[Opening Study material section]
use crate::proxy::{Address, ProtocolType};
use base64::{engine::general_purpose::STANDARD, Engine as _};

/// Credentials sent to an HTTP proxy with every `CONNECT`.
#[derive(Clone, Debug, PartialEq, Eq)]
pub struct HttpAuthentication {
    username: String,
    password: String,
}

impl HttpAuthentication {
    pub fn new(username: String, password: String) -> Self {
        Self { username, password }
    }

    pub fn username(&self) -> &str {
        self.username.as_str()
    }

    pub fn password(&self) -> &str {
        self.password.as_str()
    }

    /// Value of the `Proxy-Authorization` header, `Basic base64(user:pass)`.
    pub fn authorization_header(&self) -> String {
        let credential = format!("{}:{}", self.username, self.password);
        format!("Basic {}", STANDARD.encode(credential.as_bytes()))
    }
}

/// Tunnels connections through an HTTP proxy using `CONNECT`. The same
/// parameters serve both the plain and the TLS-wrapped (`shttp`) variant.
#[derive(Clone, Debug, PartialEq, Eq)]
pub struct HttpAdapterFactory {
    host: String,
    port: u16,
    auth: Option<HttpAuthentication>,
    secured: bool,
}

impl HttpAdapterFactory {
    pub fn new(host: String, port: u16, auth: Option<HttpAuthentication>) -> Self {
        Self {
            host,
            port,
            auth,
            secured: false,
        }
    }

    pub fn new_secured(host: String, port: u16, auth: Option<HttpAuthentication>) -> Self {
        Self {
            host,
            port,
            auth,
            secured: true,
        }
    }

    pub fn host(&self) -> &str {
        self.host.as_str()
    }

    pub fn port(&self) -> u16 {
        self.port
    }

    pub fn address(&self) -> Address {
        Address::from_host_port(&self.host, self.port)
    }

    pub fn auth(&self) -> Option<&HttpAuthentication> {
        self.auth.as_ref()
    }

    #[inline]
    pub fn is_secured(&self) -> bool {
        self.secured
    }

    pub fn protocol_type(&self) -> ProtocolType {
        if self.secured {
            ProtocolType::SecureHttp
        } else {
            ProtocolType::Http
        }
    }
}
[Closing Study material section]
* **Work to complete**: Gather from the records above every line containing the string "host".

* **Written reply**:
    host: String,
    pub fn new(host: String, port: u16, auth: Option<HttpAuthentication>) -> Self {
            host,
    pub fn new_secured(host: String, port: u16, auth: Option<HttpAuthentication>) -> Self {
            host,
    pub fn host(&self) -> &str {
        self.host.as_str()
        Address::from_host_port(&self.host, self.port)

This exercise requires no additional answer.